There was a nice minimalism to Butterfly Dreams that I liked. As in Hitting Budapest one sees the desire to withhold, to not say things outright. We're not told from the outset, for example, that they live in a refugee camp. We're not told, though we can gather, that, though they were probably not rich, they were definitely far from poor before "it" happened.

The point of view Lamwaka chose for the story is also worth praising. Butterfly Dreams is told by someone in the middle of the story who remains unnamed -- a family member, perhaps -- and this gives the appropriate mix of sadness towards Lamunu, a touch of defiance (like when the person was talking about the father and the food they now eat), quietly adamant denial, and mournfulness that permeates the entire story.

Unlike Hitting Budapest, though, I can see why this was written. There would be no story without the return of Lamunu, and she brings the people to which she returns into confront their own violent history. It is a history that no one will want to live through again, and one wonders why they are so welcoming of Lamunu, why they sought her out, listening for her name on the radio every day for five years. Yes, she is family, but no one should be forced to want something simply because it is theirs.
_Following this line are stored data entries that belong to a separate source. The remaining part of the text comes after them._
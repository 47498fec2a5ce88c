//! Text analysis for selections: the sentence around a selection and the
//! word-or-sentence classification that picks the popup layout and engine list.

use providers::QueryKind;

/// The text of the block element holding a selection, with the selection's byte
/// range inside it.
#[derive(Debug, Clone, Default, PartialEq, Eq)]
pub struct TextBlock {
    pub text: String,
    pub start: usize,
    pub end: usize,
}

impl TextBlock {
    pub fn new(text: impl Into<String>, start: usize, end: usize) -> Self {
        Self {
            text: text.into(),
            start,
            end,
        }
    }

    /// Block whose selection is the first occurrence of `needle`.
    pub fn around(text: impl Into<String>, needle: &str) -> Option<Self> {
        let text = text.into();
        let start = text.find(needle)?;
        let end = start + needle.len();
        Some(Self { text, start, end })
    }
}

/// Sentence terminators that end a sentence wherever they appear.
fn is_hard_terminator(c: char) -> bool {
    matches!(c, '。' | '！' | '？' | '!' | '?' | '…')
}

fn floor_boundary(text: &str, mut idx: usize) -> usize {
    idx = idx.min(text.len());
    while !text.is_char_boundary(idx) {
        idx -= 1;
    }
    idx
}

/// The sentence enclosing the selection of `block`, trimmed.
///
/// Walks outward from the selection to the nearest terminator or line break on
/// each side. A `.` only ends a sentence when followed by whitespace or the end of
/// the block, so decimals and abbreviations inside words survive.
pub fn sentence_around(block: &TextBlock) -> String {
    let text = block.text.as_str();
    let end = floor_boundary(text, block.end);
    let start = floor_boundary(text, block.start).min(end);

    let ends_sentence = |idx: usize, c: char| {
        c == '\n'
            || is_hard_terminator(c)
            || (c == '.'
                && text[idx + c.len_utf8()..]
                    .chars()
                    .next()
                    .map_or(true, char::is_whitespace))
    };

    let mut from = 0;
    for (idx, c) in text[..start].char_indices().rev() {
        if ends_sentence(idx, c) {
            from = idx + c.len_utf8();
            break;
        }
    }

    let mut to = text.len();
    for (offset, c) in text[end..].char_indices() {
        let idx = end + offset;
        if c == '\n' {
            to = idx;
            break;
        }
        if ends_sentence(idx, c) {
            to = idx + c.len_utf8();
            break;
        }
    }

    text[from..to].trim().to_string()
}

/// Best-effort context for `word`: the enclosing sentence when it actually contains
/// the word, else the word itself.
pub fn context_for(word: &str, block: Option<&TextBlock>) -> String {
    block
        .map(sentence_around)
        .filter(|sentence| sentence.contains(word))
        .unwrap_or_else(|| word.to_string())
}

/// Languages written without spaces between words.
fn is_unspaced(lang: &str) -> bool {
    let primary = lang.split(['-', '_']).next().unwrap_or_default();
    matches!(
        primary.to_ascii_lowercase().as_str(),
        "zh" | "ja" | "th" | "lo" | "km" | "my"
    )
}

/// Whether `input` is a single word of `lang`.
///
/// For spaced scripts that means no whitespace and no punctuation other than
/// in-word hyphens and apostrophes. For unspaced scripts a word is at most four
/// characters with no punctuation.
pub fn is_word(input: &str, lang: &str) -> bool {
    let input = input.trim();
    if input.is_empty() || input.chars().any(char::is_whitespace) {
        return false;
    }
    if is_unspaced(lang) {
        return input.chars().count() <= 4 && !input.chars().any(is_punctuation);
    }
    let inner = input.trim_matches(|c: char| c == '\'' || c == '’');
    !inner.is_empty()
        && inner
            .chars()
            .all(|c| !is_punctuation(c) || matches!(c, '-' | '\'' | '’'))
}

fn is_punctuation(c: char) -> bool {
    c.is_ascii_punctuation()
        || matches!(
            c,
            '。' | '，' | '、' | '！' | '？' | '；' | '：' | '“' | '”' | '‘' | '’' | '（' | '）' | '《' | '》' | '…' | '—'
        )
}

pub fn classify(input: &str, lang: &str) -> QueryKind {
    if is_word(input, lang) {
        QueryKind::Word
    } else {
        QueryKind::Sentence
    }
}

#[cfg(test)]
mod tests {
    use super::*;

    #[test]
    fn test_sentence_around_word() {
        let block = TextBlock::around(
            "It rained. We sat on the river bank and waited. Then we left.",
            "bank",
        )
        .unwrap();
        assert_eq!(sentence_around(&block), "We sat on the river bank and waited.");
    }

    #[test]
    fn test_sentence_keeps_decimals() {
        let block = TextBlock::around("The price rose 3.5 percent today. Nobody cared.", "percent").unwrap();
        assert_eq!(sentence_around(&block), "The price rose 3.5 percent today.");
    }

    #[test]
    fn test_sentence_stops_at_line_breaks() {
        let block = TextBlock::around("Heading\nfirst line of text\nnext", "line").unwrap();
        assert_eq!(sentence_around(&block), "first line of text");
    }

    #[test]
    fn test_cjk_terminators() {
        let block = TextBlock::around("今天下雨。我们在河边等待！然后离开。", "河边").unwrap();
        assert_eq!(sentence_around(&block), "我们在河边等待！");
    }

    #[test]
    fn test_out_of_range_offsets_are_clamped() {
        let block = TextBlock::new("héllo wörld", 2, 400);
        assert_eq!(sentence_around(&block), "héllo wörld");
    }

    #[test]
    fn test_context_always_contains_word() {
        let block = TextBlock::around("Alpha beta. Gamma delta.", "beta").unwrap();
        assert_eq!(context_for("beta", Some(&block)), "Alpha beta.");
        // A selection spanning a terminator widens the context to both sentences.
        let spanning = TextBlock::around("Alpha beta. Gamma delta.", "beta. Gamma").unwrap();
        let context = context_for("beta. Gamma", Some(&spanning));
        assert!(context.contains("beta. Gamma"));
        assert_eq!(context_for("orphan", None), "orphan");
    }

    #[test]
    fn test_word_classification() {
        assert!(is_word("bank", "en"));
        assert!(is_word("  well-known ", "en"));
        assert!(is_word("don't", "en"));
        assert!(!is_word("river bank", "en"));
        assert!(!is_word("bank.", "en"));
        assert!(!is_word("", "en"));
        assert!(is_word("银行", "zh-CN"));
        assert!(!is_word("我们在河边等待", "zh"));
        assert!(!is_word("银行。", "zh"));
        assert_eq!(classify("Hello there", "en"), QueryKind::Sentence);
        assert_eq!(classify("Hello", "en"), QueryKind::Word);
    }
}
The story’s background is grim, but not without some subtle attempts at hope. The burying of the tipu served as foreshadowing of a new life for the family, a new future. The dream of the return of Lamunu is a butterfly dream. And Lamunu is the butterfly about the house that they watch in somber awe. Calling the story Butterfly Dreams, though, calls to question what the writer is trying to say. Are the characters mad for thinking that Lamunu’s return is necessarily the salvo they think it is? Can a figure of a horrible, violent past coexist in the house of a nation of people who survived its past? We end with Lamunu attempting to live a normal life, go to school like a girl her age, albeit with other children scarred from the same experience that she has had. But it’s an attempt at normalcy nonetheless. It will have to do.

You could probably tell that I quite liked the story, but I am not unaware of sensitivity towards stories of its kind. I’m generally in the camp that says we capped on the need of child soldier stories around the time when Ahmadou Kourouma wrote Allah N’est Pas Oblige, not because these stories are untrue and I don't trust a Western audience to read these stories and nothing else (OK, it's part of it). And even as I can discern clearly what the writer is trying to say about this family and, much broader, about the situation in the country, I'm actually quite ready to forgive that for the subtlety with which I think the story was told. There were no headless bodies on the streets, no raped girls and drugged up children with uzis, no gratuitous appeals for pity. Most of the all, there was a story. Perhaps I'm setting the bar a bit low, but I appreciate all these things.

It does bear repeating that we need more stories of contemporary, heavily-urbanized, not-a-giraffe-in-sight Africa. It's probably fair to say that African countries' citizens are not the same people as they were 50, 25, even 10 years ago. We deserve a literature that reflects our dynamism. While recognizing this, I don’t have a political point to make on the story, because whatever one may think, the story has a point, it has a reason that it was written, and it was indeed written very well. I am consciously staying away from the counterargument that effectively puts down literature like this, because I cannot deny its validity. Hell, I even agree to it myself. I will, however, put this forward: stories like this need being told, and I think this is actually a good way to do it.

Check out ZunguZungu for reviews by the rest of the bloggers.

2 comments:

  1. I doubt your standard was too low. I get tired of all the "African Poverty Porn" that our western readers tend to gravitate towards and would rather hear a story, even if it smells faintly of the ills warned by Binyavanga Wainaina.

    I can't wait to hear what you think about all the other stories! I've subscribed!!